Already, bars and restaurants in Texas and Florida where cases have been found since reopening have had to briefly shut down. But those retrospective actions still leave communities on defensive footing. To live with the virus and keep cases at manageable levels requires an attack mentality: Widespread testing, quickly identifying and isolating people who are infected, tracing and quarantining as many of their contacts as possible. Those are the general strategies that other countries have used to drive down their curves.

As more people return to work, it will also be incumbent on employers to protect their staff. One of the reasons that the U.S. epidemic has disproportionately affected Black and Latinx populations is because they fill so many essential jobs.

“The primary way the Latinx community is becoming infected is through going to work,” said Rosa Gonzalez-Guarda, an associate professor at Duke’s School of Nursing.

If employers aren’t implementing distancing rules in workplaces, providing protective gear when necessary, or allowing people to stay home when sick, Gonzalez-Guarda said, “it will be very hard to contain the disease.”

  • Wearing a mask is like wearing a motorcycle helmet. It just makes sense! And to not wear either is irresponsible, imo. Testing seems to be the key right now. A vaccine seems not be in the near future. But testing? We need a simple and available test for everyone single one of us. And if we keep asymptomatic people out of the herd, and isolate them until healed, wouldn’t the virus eventually go away?

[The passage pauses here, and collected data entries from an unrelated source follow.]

/// Capacity of the queue the dispatcher funnels tool events through.
const DISPATCH_QUEUE_CAPACITY: usize = 64;

/// One emission from a tool invocation.
#[derive(Debug)]
pub(crate) enum ToolEvent {
    /// A finished (or short-circuited) invocation. When the tool was a
    /// nested agent, `usage` carries its final usage so the loop can fold it
    /// into the run context at drain time.
    Result {
        result: ToolCallResult,
        usage: Option<Usage>,
    },
    /// A gated tool is waiting for approval.
    Confirmation(ConfirmationRequest),
    /// A nested agent's event, ready for re-emission.
    Downstream { agent_id: String, event: AgentEvent },
}

type ToolEventSender = mpsc::Sender<Result<ToolEvent, AgentError>>;

/// Dispatch a turn's tool calls on a background task.
///
/// Sequential mode invokes calls in emission order, one at a time; parallel
/// mode spawns one task per call and forwards events in completion order.
/// Either way the events arrive on the returned bounded queue, and an error
/// terminates the dispatch.
pub(crate) fn spawn_dispatch(
    calls: Vec<ToolCall>,
    registry: ToolRegistry,
    hooks: HookChain,
    context: AgentRunContext,
    parallel: bool,
) -> mpsc::Receiver<Result<ToolEvent, AgentError>> {
    let (tx, rx) = mpsc::channel(DISPATCH_QUEUE_CAPACITY);
    tokio::spawn(async move {
        if parallel {
            let mut handles = Vec::with_capacity(calls.len());
            for call in calls {
                let tx = tx.clone();
                let registry = registry.clone();
                let hooks = hooks.clone();
                let context = context.clone();
                handles.push(tokio::spawn(async move {
                    if let Err(e) = invoke_tool(call, &registry, &hooks, &context, &tx).await {
                        let _ = tx.send(Err(e)).await;
                    }
                }));
            }
            for handle in handles {
                let _ = handle.await;
            }
        } else {
            for call in calls {
                // A closed queue means the run was cancelled; stop before the
                // next side effect.
                if tx.is_closed() {
                    break;
                }
                if let Err(e) = invoke_tool(call, &registry, &hooks, &context, &tx).await {
                    let _ = tx.send(Err(e)).await;
                    break;
                }
            }
        }
    });
    rx
}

    • Yes, at least that has worked elsewhere in the world. But it returns when someone infected enters the scene and isn’t caught. New Zealand had everything under control until two infected women who had just arrived from England left quarantine early.

  • That was a very well written, informative piece, Andrew. Thank you. Though, I do prefer the traditional descriptor, “Latino” above the new, politically correct, “Latinx”.

  • The tone of comments sections, on those publications still offering them, can only darken one’s day. COVID is hardly the first communicable ailment to become politicized; recall the AIDS epidemic of the 1980s if not the yellow fever of yore. But that it’s the first in which disputes and litmus tests have stymied every effort toward a coherent public response is a development I never expected to see as COVID, unlike the earlier examples, shows little inclination to remain confined to particular towns or demographic groups—indeed, arriving in America amongst the chattering classes.

    We have dedicated nurses, doctors, contact-tracers who try to rescue victims and blunt the spread of this virus. Out of respect for them or hopes I might get lucky enough to dodge it, you can bet my mask is on and my hands well-scrubbed when I enter the store. Not fear, not virtue-signaling, just new habits, often the things Mommy taught me once upon a time.